I walked into the courtyard and started the 50-stair climb to the apartment up a narrow, twisting wooden staircase that leaned to one side. I was sure that after drinking enough wine, I would hardly notice the sideways slant.
The door needed a good shoulder-leg-combo thrust to open, but walking in, the place opened up to a cheery red and yellow salon with a high ceiling and two windows that opened onto a quiet street. Yes, I could picture Anna Karenina’s plight being discussed in this very room over wine and amuse-bouches. I saw tall bookshelves, a TV, and then — Oh! There’s my only closet, right there in the salon next to the TV. It was about the same size as the entryway closet at home where I hang my coats. I love minimalist living!
Steep Paris staircase: Sfslim
I was unfamiliar with the strange materials that made up my new mattress. I would say it was a tad softer than cement, but no springs were injured in the making of the mattress. It must be good for the back, I told myself.
There was a separate shower and toilet room. I realized my yoga would come in handy once I attempted to groom myself in the tight space. The shower was the size of a phone booth, but I don’t think Clark Kent could change into anything but a black and blue bruise in there.

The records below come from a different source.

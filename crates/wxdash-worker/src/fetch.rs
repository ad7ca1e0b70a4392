//! Network access for the worker.

use std::sync::Arc;
use std::time::Duration;

use async_trait::async_trait;
use reqwest::Client;
use thiserror::Error;
use wxdash_core::{NetworkError, ReqwestErrorExt};

use crate::http::{Request, Response};

const USER_AGENT: &str = concat!("wxdash/", env!("CARGO_PKG_VERSION"));

/// A request that produced no response at all. HTTP error statuses are
/// responses, not fetch errors.
#[derive(Debug, Clone, Error)]
pub enum FetchError {
    #[error("Network unavailable: {0}")]
    Network(#[from] NetworkError),

    #[error("HTTP client setup failed: {0}")]
    Client(String),
}

/// Something that can put a request on the wire.
#[async_trait]
pub trait Fetcher: Send + Sync + std::fmt::Debug {
    async fn fetch(&self, request: &Request) -> Result<Response, FetchError>;
}

/// [`Fetcher`] backed by reqwest.
#[derive(Debug, Clone)]
pub struct HttpFetcher {
    client: Arc<Client>,
}

impl HttpFetcher {
    /// `timeout` of `None` leaves deadlines to the transport.
    pub fn new(timeout: Option<Duration>) -> Result<Self, FetchError> {
        let mut builder = Client::builder().user_agent(USER_AGENT);
        if let Some(timeout) = timeout {
            builder = builder.timeout(timeout);
        }
        let client = builder
            .build()
            .map_err(|e| FetchError::Client(e.to_string()))?;

        Ok(Self {
            client: Arc::new(client),
        })
    }
}

#[async_trait]
impl Fetcher for HttpFetcher {
    async fn fetch(&self, request: &Request) -> Result<Response, FetchError> {
        tracing::debug!("{} {}", request.method(), request.url());

        let response = self
            .client
            .request(request.method().clone(), request.url().clone())
            .headers(request.headers().clone())
            .send()
            .await
            .map_err(|e| FetchError::Network(e.into_network_error()))?;

        let status = response.status();
        let headers = response.headers().clone();
        let body = response
            .bytes()
            .await
            .map_err(|e| FetchError::Network(e.into_network_error()))?;

        tracing::debug!("{} {} -> {}", request.method(), request.url(), status);
        Ok(Response::new(status, headers, body.to_vec()))
    }
}
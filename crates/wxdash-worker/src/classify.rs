use url::Url;

use crate::http::Request;

/// Which caching strategy a request gets.
#[derive(Debug, Clone, Copy, PartialEq, Eq, Hash)]
pub enum RequestClass {
    /// Forecast or geocoding API call: network first, weather cache fallback.
    WeatherApi,
    /// Document load: network first, static cache fallback.
    Navigation,
    /// Scripts, styles, images, fonts and anything else: cache first.
    Asset,
}

/// Maps requests to a [`RequestClass`].
#[derive(Debug, Clone)]
pub struct RequestClassifier {
    weather_hosts: Vec<String>,
}

impl RequestClassifier {
    /// `weather_hosts` are substrings matched against the URL authority
    /// (`host` or `host:port`). Empty entries are ignored.
    pub fn new<I, S>(weather_hosts: I) -> Self
    where
        I: IntoIterator<Item = S>,
        S: Into<String>,
    {
        Self {
            weather_hosts: weather_hosts
                .into_iter()
                .map(Into::into)
                .filter(|h: &String| !h.trim().is_empty())
                .collect(),
        }
    }

    pub fn is_weather_api(&self, url: &Url) -> bool {
        let Some(host) = url.host_str() else {
            return false;
        };
        let authority = match url.port() {
            Some(port) => format!("{}:{}", host, port),
            None => host.to_string(),
        };
        self.weather_hosts.iter().any(|h| authority.contains(h.as_str()))
    }

    /// Weather hosts win over navigation mode.
    pub fn classify(&self, request: &Request) -> RequestClass {
        if self.is_weather_api(request.url()) {
            RequestClass::WeatherApi
        } else if request.is_navigation() {
            RequestClass::Navigation
        } else {
            RequestClass::Asset
        }
    }
}

#[cfg(test)]
mod tests {
    #![allow(clippy::unwrap_used, clippy::expect_used, clippy::panic)]
    use super::*;

    fn classifier() -> RequestClassifier {
        RequestClassifier::new(["api.open-meteo.com", "geocoding-api.open-meteo.com"])
    }

    fn get(s: &str) -> Request {
        Request::get(Url::parse(s).unwrap())
    }

    #[test]
    fn test_forecast_host_is_weather() {
        let req = get("https://api.open-meteo.com/v1/forecast?latitude=52.52&longitude=13.41");
        assert_eq!(classifier().classify(&req), RequestClass::WeatherApi);
    }

    #[test]
    fn test_geocoding_host_is_weather() {
        let req = get("https://geocoding-api.open-meteo.com/v1/search?name=Berlin&count=1");
        assert_eq!(classifier().classify(&req), RequestClass::WeatherApi);
    }

    #[test]
    fn test_weather_host_wins_over_navigation() {
        let req = Request::navigate(Url::parse("https://api.open-meteo.com/v1/forecast").unwrap());
        assert_eq!(classifier().classify(&req), RequestClass::WeatherApi);
    }

    #[test]
    fn test_navigation() {
        let req = Request::navigate(Url::parse("http://localhost:5173/settings").unwrap());
        assert_eq!(classifier().classify(&req), RequestClass::Navigation);
    }

    #[test]
    fn test_everything_else_is_asset() {
        for url in [
            "http://localhost:5173/assets/index-3f2a.js",
            "http://localhost:5173/src/assets/favicon.ico",
            "https://fonts.gstatic.com/s/inter.woff2",
            "https://example.supabase.co/rest/v1/locations",
        ] {
            assert_eq!(classifier().classify(&get(url)), RequestClass::Asset, "{}", url);
        }
    }

    #[test]
    fn test_authority_match_includes_port() {
        let classifier = RequestClassifier::new(["127.0.0.1:4010"]);
        assert!(classifier.is_weather_api(&Url::parse("http://127.0.0.1:4010/v1/forecast").unwrap()));
        assert!(!classifier.is_weather_api(&Url::parse("http://127.0.0.1:4011/v1/forecast").unwrap()));
    }

    #[test]
    fn test_empty_host_entries_match_nothing() {
        let classifier = RequestClassifier::new(["", "  "]);
        let req = get("https://api.open-meteo.com/v1/forecast");
        assert_eq!(classifier.classify(&req), RequestClass::Asset);
    }

    #[test]
    fn test_url_without_host_is_not_weather() {
        let req = get("data:text/plain,hello");
        assert_eq!(classifier().classify(&req), RequestClass::Asset);
    }
}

Then there was the kitchen, which I missed on the first pass, since it was more of a cuisine closet. Spices and utensils were hung on the wall due to lack of drawer space, and the refrigerator was going to get me practicing my ballet pliés given it didn’t reach past my waist. Free workout!
When I was told there was no oven, I deflated like the freshly cooked soufflé that would not be coming out of my Parisian kitchen. The landlady said, “What do you need an oven for?” I feebly replied, “uh, roast chicken perhaps?” She said, “ah no, the French make the best roast chicken in the world, so don’t even try and compete with them.”
What can I say? I fell in love with my tiny oven-less Paris apartment. This may be the closest I’ve come to camping, except that I’m actually really enjoying it, and couldn’t ask for a more beautiful campground. My landlady was right though, the Parisians do make the best roast chicken, and I don’t need to compete.